The rate at which the global oceans have risen in the past two decades is more significant than previously recognised, say US-based scientists. Their reassessment of tide gauge data from 1900-1990 found that the world’s seas went up more slowly than earlier estimates – by about 1.2mm per year. But this makes the 3mm per year tracked by satellites since 1990 a much bigger trend change as a consequence. It could mean some projections for future rises having to be revisited. “Our estimates from 1993 to 2010 agree with [the prior] estimates from modern tide gauges and satellite altimetry, within the bounds of uncertainty. But that means that the acceleration into the last two decades is far worse than previously thought,” said Dr Carling Hay from Harvard University in Cambridge, Massachusetts.

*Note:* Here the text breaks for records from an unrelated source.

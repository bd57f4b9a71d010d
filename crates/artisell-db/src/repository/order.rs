//! # Order Repository
//!
//! Database operations for orders and order items, including the
//! transactional Order Writer.
//!
//! ## Order Placement
//! ```text
//! ┌─────────────────────────────────────────────────────────────────────────┐
//! │                       Order Placement                                   │
//! │                                                                         │
//! │  create_order(user_id, form, method, cart items, totals)               │
//! │       │                                                                 │
//! │       ▼                                                                 │
//! │  generate_order_number() → "ART-3F2A9C1B-4821"                         │
//! │       │                                                                 │
//! │       ▼                                                                 │
//! │  BEGIN TRANSACTION                                                     │
//! │   ├── INSERT INTO orders (header, totals, status='processing')         │
//! │   ├── INSERT INTO order_items (one row per cart entry,                 │
//! │   │                            price frozen at purchase time)          │
//! │   └── COMMIT  ── only after every insert succeeds                      │
//! │       │                                                                 │
//! │       ├── order_number collision? → regenerate, retry (bounded)        │
//! │       └── any other failure?      → ROLLBACK, nothing visible          │
//! │                                                                         │
//! │  The UNIQUE constraint on orders.order_number is the real              │
//! │  uniqueness guarantee; generation is only probabilistic.               │
//! └─────────────────────────────────────────────────────────────────────────┘
//! ```

use chrono::Utc;
use rand::Rng;
use serde::Serialize;
use sqlx::SqlitePool;
use tracing::{debug, info, warn};
use uuid::Uuid;

use crate::error::{DbError, DbResult};
use artisell_core::{
    CartItem, CartTotals, CheckoutForm, Order, OrderItem, OrderStatus, PaymentMethod,
    ORDER_NUMBER_PREFIX,
};

/// How many fresh order numbers to try before giving up on a collision
/// storm. Collisions are ~1-in-10^12; hitting this limit means something
/// else is wrong.
const MAX_ORDER_NUMBER_ATTEMPTS: u32 = 3;

/// Repository for order database operations.
#[derive(Debug, Clone)]
pub struct OrderRepository {
    pool: SqlitePool,
}

/// An order header plus its line-item count, for the order-history page.
#[derive(Debug, Clone, Serialize, sqlx::FromRow)]
pub struct OrderSummary {
    #[sqlx(flatten)]
    #[serde(flatten)]
    pub order: Order,
    pub items_count: i64,
}

impl OrderRepository {
    /// Creates a new OrderRepository.
    pub fn new(pool: SqlitePool) -> Self {
        OrderRepository { pool }
    }

    /// The Order Writer: persists a validated checkout as an order header
    /// plus one line item per cart entry, atomically.
    ///
    /// ## Arguments
    /// * `user_id` - The authenticated customer (pre-validated by the caller)
    /// * `form` - The validated checkout form (shipping fields, notes)
    /// * `payment_method` - Already parsed from the form's wire value
    /// * `items` - Cart entries; unit prices are frozen into the order lines
    /// * `totals` - The cart's computed totals, recorded on the header
    ///
    /// ## Atomicity
    /// Header and items are written inside one transaction: either the
    /// order and every line land, or none do. On an `order_number`
    /// collision the whole transaction is retried with a fresh number, a
    /// bounded number of times; every other failure is returned as-is
    /// after rollback.
    ///
    /// ## Returns
    /// The persisted [`Order`] (status `Processing`).
    pub async fn create_order(
        &self,
        user_id: &str,
        form: &CheckoutForm,
        payment_method: PaymentMethod,
        items: &[CartItem],
        totals: &CartTotals,
    ) -> DbResult<Order> {
        let order_id = Uuid::new_v4().to_string();
        let now = Utc::now();

        let order_items: Vec<OrderItem> = items
            .iter()
            .map(|item| OrderItem {
                id: Uuid::new_v4().to_string(),
                order_id: order_id.clone(),
                product_id: item.product_id.clone(),
                quantity: item.quantity,
                price_cents: item.unit_price_cents,
            })
            .collect();

        for attempt in 1..=MAX_ORDER_NUMBER_ATTEMPTS {
            let order = Order {
                id: order_id.clone(),
                user_id: user_id.to_string(),
                order_number: generate_order_number(),
                full_name: form.full_name.trim().to_string(),
                email: form.email.trim().to_string(),
                phone: form.phone.trim().to_string(),
                address: form.address.trim().to_string(),
                city: form.city.trim().to_string(),
                region: form.region.trim().to_string(),
                postal_code: form.postal_code.trim().to_string(),
                payment_method,
                notes: form.normalized_notes(),
                subtotal_cents: totals.subtotal_cents,
                shipping_cents: totals.shipping_cents,
                tax_cents: totals.tax_cents,
                total_cents: totals.total_cents,
                status: OrderStatus::Processing,
                created_at: now,
            };

            match self.insert_order(&order, &order_items).await {
                Ok(()) => {
                    info!(
                        order_id = %order.id,
                        order_number = %order.order_number,
                        total = %order.total_cents,
                        items = order_items.len(),
                        "Order created"
                    );
                    return Ok(order);
                }
                Err(err) if err.is_unique_violation_on("order_number") => {
                    warn!(
                        attempt,
                        order_number = %order.order_number,
                        "Order number collision, regenerating"
                    );
                    continue;
                }
                Err(err) => return Err(err),
            }
        }

        Err(DbError::TransactionFailed(format!(
            "could not allocate a unique order number after {} attempts",
            MAX_ORDER_NUMBER_ATTEMPTS
        )))
    }

    /// Inserts a prebuilt order header and its items in one transaction.
    ///
    /// All-or-nothing: the transaction commits only after the header and
    /// every item row succeed; dropping the transaction on any error path
    /// rolls everything back, so no partial order is ever visible.
    pub async fn insert_order(&self, order: &Order, items: &[OrderItem]) -> DbResult<()> {
        debug!(id = %order.id, order_number = %order.order_number, "Inserting order");

        let mut tx = self.pool.begin().await?;

        sqlx::query(
            "INSERT INTO orders ( \
                id, user_id, order_number, \
                full_name, email, phone, address, city, region, postal_code, \
                payment_method, notes, \
                subtotal_cents, shipping_cents, tax_cents, total_cents, \
                status, created_at \
            ) VALUES ( \
                ?1, ?2, ?3, \
                ?4, ?5, ?6, ?7, ?8, ?9, ?10, \
                ?11, ?12, \
                ?13, ?14, ?15, ?16, \
                ?17, ?18 \
            )",
        )
        .bind(&order.id)
        .bind(&order.user_id)
        .bind(&order.order_number)
        .bind(&order.full_name)
        .bind(&order.email)
        .bind(&order.phone)
        .bind(&order.address)
        .bind(&order.city)
        .bind(&order.region)
        .bind(&order.postal_code)
        .bind(order.payment_method)
        .bind(&order.notes)
        .bind(order.subtotal_cents)
        .bind(order.shipping_cents)
        .bind(order.tax_cents)
        .bind(order.total_cents)
        .bind(order.status)
        .bind(order.created_at)
        .execute(&mut *tx)
        .await?;

        for item in items {
            sqlx::query(
                "INSERT INTO order_items (id, order_id, product_id, quantity, price_cents) \
                 VALUES (?1, ?2, ?3, ?4, ?5)",
            )
            .bind(&item.id)
            .bind(&item.order_id)
            .bind(&item.product_id)
            .bind(item.quantity)
            .bind(item.price_cents)
            .execute(&mut *tx)
            .await?;
        }

        tx.commit().await?;
        Ok(())
    }

    /// Gets an order by ID.
    pub async fn get_by_id(&self, id: &str) -> DbResult<Option<Order>> {
        let order = sqlx::query_as::<_, Order>(
            "SELECT \
                id, user_id, order_number, \
                full_name, email, phone, address, city, region, postal_code, \
                payment_method, notes, \
                subtotal_cents, shipping_cents, tax_cents, total_cents, \
                status, created_at \
             FROM orders \
             WHERE id = ?1",
        )
        .bind(id)
        .fetch_optional(&self.pool)
        .await?;

        Ok(order)
    }

    /// Gets all line items for an order, in insertion order.
    pub async fn get_items(&self, order_id: &str) -> DbResult<Vec<OrderItem>> {
        let items = sqlx::query_as::<_, OrderItem>(
            "SELECT id, order_id, product_id, quantity, price_cents \
             FROM order_items \
             WHERE order_id = ?1 \
             ORDER BY rowid",
        )
        .bind(order_id)
        .fetch_all(&self.pool)
        .await?;

        Ok(items)
    }

    /// Lists a customer's orders, newest first, with line-item counts.
    ///
    /// ## Usage
    /// The "My Orders" page.
    pub async fn list_for_user(&self, user_id: &str) -> DbResult<Vec<OrderSummary>> {
        let orders = sqlx::query_as::<_, OrderSummary>(
            "SELECT \
                o.id, o.user_id, o.order_number, \
                o.full_name, o.email, o.phone, o.address, o.city, o.region, o.postal_code, \
                o.payment_method, o.notes, \
                o.subtotal_cents, o.shipping_cents, o.tax_cents, o.total_cents, \
                o.status, o.created_at, \
                (SELECT COUNT(*) FROM order_items oi WHERE oi.order_id = o.id) AS items_count \
             FROM orders o \
             WHERE o.user_id = ?1 \
             ORDER BY o.created_at DESC",
        )
        .bind(user_id)
        .fetch_all(&self.pool)
        .await?;

        Ok(orders)
    }

    /// Updates an order's fulfillment status.
    ///
    /// Transitions are driven by external order management; this only
    /// records the new value.
    pub async fn update_status(&self, order_id: &str, status: OrderStatus) -> DbResult<()> {
        let result = sqlx::query("UPDATE orders SET status = ?2 WHERE id = ?1")
            .bind(order_id)
            .bind(status)
            .execute(&self.pool)
            .await?;

        if result.rows_affected() == 0 {
            return Err(DbError::not_found("Order", order_id));
        }

        Ok(())
    }
}

/// Generates an order number: `ART-` + 8 uppercase hex chars from a fresh
/// UUID + a 4-digit random suffix.
///
/// ## Example
/// `ART-3F2A9C1B-4821`
///
/// Uniqueness is probabilistic, not guaranteed; the database's UNIQUE
/// constraint is the actual correctness guarantee, and
/// [`OrderRepository::create_order`] retries on collision.
pub fn generate_order_number() -> String {
    let hex = Uuid::new_v4().simple().to_string();
    let fragment = hex[..8].to_uppercase();
    let suffix: u32 = rand::thread_rng().gen_range(1000..=9999);
    format!("{}-{}-{}", ORDER_NUMBER_PREFIX, fragment, suffix)
}

// =============================================================================
// Unit Tests
// =============================================================================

“This new acceleration is about 25% higher than previous estimates,” she told BBC News. Dr Hay and colleagues report their re-analysis in this week’s edition of the journal Nature. Tide gauges have been in operation in some places for hundreds of years, but pulling their data into a coherent narrative of worldwide sea-level change is fiendishly difficult. Historically, their deployment has been sparse, predominantly at mid-latitudes in the Northern Hemisphere, and only at coastal sites. In other words, the instrument record is extremely patchy. What is more, the data needs careful handling because it hides all kinds of “contamination”. Scientists must account for effects that mask the true signal – such as tectonic movements that might force the local land upwards – and those that exaggerate it – such as groundwater extraction, which will make the land dip.